Ihr Blick fiel auf Noé. Wie sollte sie es erklären? Sie war nie gut mit Worten gewesen.

„Jeanne und ich sind nicht ineinander verliebt, Vanitas, aber wir verstehen uns gut und Jeannes Biss hat mir gezeigt, dass wir ebenfalls kompatibel sind.“, erklärte der Archiviste weiter. „Wir möchten beide mit dir zusammen sein.“

„Bei…de…?“, hauchte Vanitas nur, dessen Augen bereits tellergroß aufgerissen waren. Seine Wangen hatten Stück für Stück die Farbe von Tomaten angenommen. „Du… du meinst wie…. in… ‚Beide gleichzeitig‘?“ Das konnten sie nicht meinen. Das war unmöglich.

Jeanne begann zu lächeln. Sie fand es noch immer niedlich, wenn er so hilflos reagierte.

„Ja, beide gleichzeitig.“, bestätigte sie sanft.

 

Vanitas schnappte nach Luft. Er hatte mit allem gerechnet, aber nicht damit. Das war eigentlich unmöglich. Seine Augen begannen zu brennen. Er würde doch jetzt nicht ernsthaft vor Erleichterung anfangen zu heulen, oder? Nur weil sie ihn nicht abwiesen? Konnte er überhaupt zwei Geliebte zur gleichen Zeit stemmen? Was erwarteten sie denn genau von ihm? Würde er sie einzeln treffen oder gemeinsam? Was sollte er jetzt sagen? Was tun?

Völlig überfordert rollte schließlich doch eine heiße Träne über seine Wangen. Eine Blöße, die Vanitas sich normalerweise nicht gab, aber er war sowohl psychisch als auch körperlich stark angeschlagen.

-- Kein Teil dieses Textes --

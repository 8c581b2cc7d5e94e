use std::fs::{self, File};
use std::io::{BufReader, Read};
use std::path::{Path, PathBuf};

use anyhow::{Context, Result, anyhow, bail};
use oxigraph::io::{RdfFormat, RdfParser};
use oxigraph::model::Term;
use tracing::{debug, info};

use super::model::{Node, TripleStore};

const XSD_STRING: &str = "http://www.w3.org/2001/XMLSchema#string";
const RDF_ACCEPT: &str =
    "text/turtle, application/rdf+xml, application/n-triples;q=0.9, */*;q=0.1";

#[derive(Clone, Debug, PartialEq, Eq)]
pub enum Source {
    File(PathBuf),
    Remote(String),
}

pub fn resolve_source(uri: &str) -> Result<Source> {
    let uri = uri.trim();
    if uri.is_empty() {
        bail!("no RDF file or URI was given");
    }

    if !uri.contains("://") {
        return Ok(Source::File(PathBuf::from(uri)));
    }

    let url = reqwest::Url::parse(uri).with_context(|| format!("invalid URI {uri}"))?;
    match url.scheme() {
        "file" => url
            .to_file_path()
            .map(Source::File)
            .map_err(|()| anyhow!("{uri} does not name a local file")),
        "http" | "https" => Ok(Source::Remote(uri.to_owned())),
        scheme => bail!("unsupported URI scheme `{scheme}` in {uri}"),
    }
}

pub fn load_store(uri: &str) -> Result<TripleStore> {
    let store = match resolve_source(uri)? {
        Source::File(path) => load_file(&path)?,
        Source::Remote(url) => load_remote(&url)?,
    };

    info!(
        uri,
        statements = store.len(),
        vertices = store.node_count(),
        "loaded RDF model"
    );
    Ok(store)
}

fn load_file(path: &Path) -> Result<TripleStore> {
    let format = format_for_name(&path.to_string_lossy()).unwrap_or(RdfFormat::RdfXml);
    let file =
        File::open(path).with_context(|| format!("failed to open {}", path.display()))?;
    let base_iri = fs::canonicalize(path)
        .ok()
        .and_then(|absolute| reqwest::Url::from_file_path(absolute).ok())
        .map(String::from);

    debug!(path = %path.display(), ?format, "parsing local RDF file");
    parse_store(BufReader::new(file), format, base_iri.as_deref())
        .with_context(|| format!("failed to parse {}", path.display()))
}

fn load_remote(url: &str) -> Result<TripleStore> {
    let response = remote_request(&reqwest::blocking::Client::new(), url)
        .send()
        .with_context(|| format!("failed to fetch {url}"))?
        .error_for_status()
        .with_context(|| format!("server refused {url}"))?;

    let format = response
        .headers()
        .get(reqwest::header::CONTENT_TYPE)
        .and_then(|value| value.to_str().ok())
        .and_then(format_for_media_type)
        .or_else(|| format_for_name(url))
        .unwrap_or(RdfFormat::RdfXml);

    let body = response
        .bytes()
        .with_context(|| format!("failed to read response body from {url}"))?;

    debug!(url, ?format, bytes = body.len(), "parsing remote RDF document");
    parse_store(body.as_ref(), format, Some(url))
        .with_context(|| format!("failed to parse {url}"))
}

fn remote_request(
    client: &reqwest::blocking::Client,
    url: &str,
) -> reqwest::blocking::RequestBuilder {
    client.get(url).header(reqwest::header::ACCEPT, RDF_ACCEPT)
}

fn format_for_name(name: &str) -> Option<RdfFormat> {
    let name = name.split(['?', '#']).next().unwrap_or(name);
    let (_, extension) = name.rsplit_once('.')?;
    RdfFormat::from_extension(&extension.to_ascii_lowercase())
}

fn format_for_media_type(value: &str) -> Option<RdfFormat> {
    let media_type = value.split(';').next().unwrap_or(value).trim();
    RdfFormat::from_media_type(media_type)
}

/// Parses a serialized document; graph names of quad formats are ignored.
pub fn parse_store<R: Read>(
    reader: R,
    format: RdfFormat,
    base_iri: Option<&str>,
) -> Result<TripleStore> {
    let mut parser = RdfParser::from_format(format);
    if let Some(base_iri) = base_iri {
        parser = parser
            .with_base_iri(base_iri)
            .with_context(|| format!("invalid base IRI {base_iri}"))?;
    }

    let mut quads = parser.for_reader(reader);
    let mut store = TripleStore::new();
    for quad in quads.by_ref() {
        let quad = quad.context("invalid RDF syntax")?;
        let subject = node_from_term(Term::from(quad.subject))?;
        let object = node_from_term(quad.object)?;
        store.insert(subject, quad.predicate.as_str(), object)?;
    }

    for (prefix, namespace) in quads.prefixes() {
        store.prefixes_mut().declare(prefix, namespace);
    }

    Ok(store)
}

fn node_from_term(term: Term) -> Result<Node> {
    Ok(match term {
        Term::NamedNode(node) => Node::Resource(node.into_string()),
        Term::BlankNode(node) => Node::Blank(node.into_string()),
        Term::Literal(literal) => {
            let language = literal.language().map(str::to_owned);
            let datatype = literal.datatype().as_str();
            let datatype = (language.is_none() && datatype != XSD_STRING)
                .then(|| datatype.to_owned());
            Node::Literal {
                value: literal.value().to_owned(),
                datatype,
                language,
            }
        }
        #[allow(unreachable_patterns)]
        other => bail!("unsupported RDF term {other}"),
    })
}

Langsam rückte Jeanne näher und legte die Arme um Vanitas, den Kopf an seine Schulter schmiegend und nur wenig später rutschte auch Noé zu ihnen, legte seine großen Arme um alle beide und bettete seinen Kopf auf den von Vanitas.

Letzterer konnte nicht fassen, was sie da taten. Die beiden meinten das wirklich ernst! Immer mehr Tränen verließen nun seine Augen und er konnte ein lauteres Schluchzen gerade noch auf einen kleinen unterdrückten Laut reduzieren.

Es war so warm. So warm bei ihnen beiden, dass die Kälte in seinem Herzen für diesen Moment verschwand.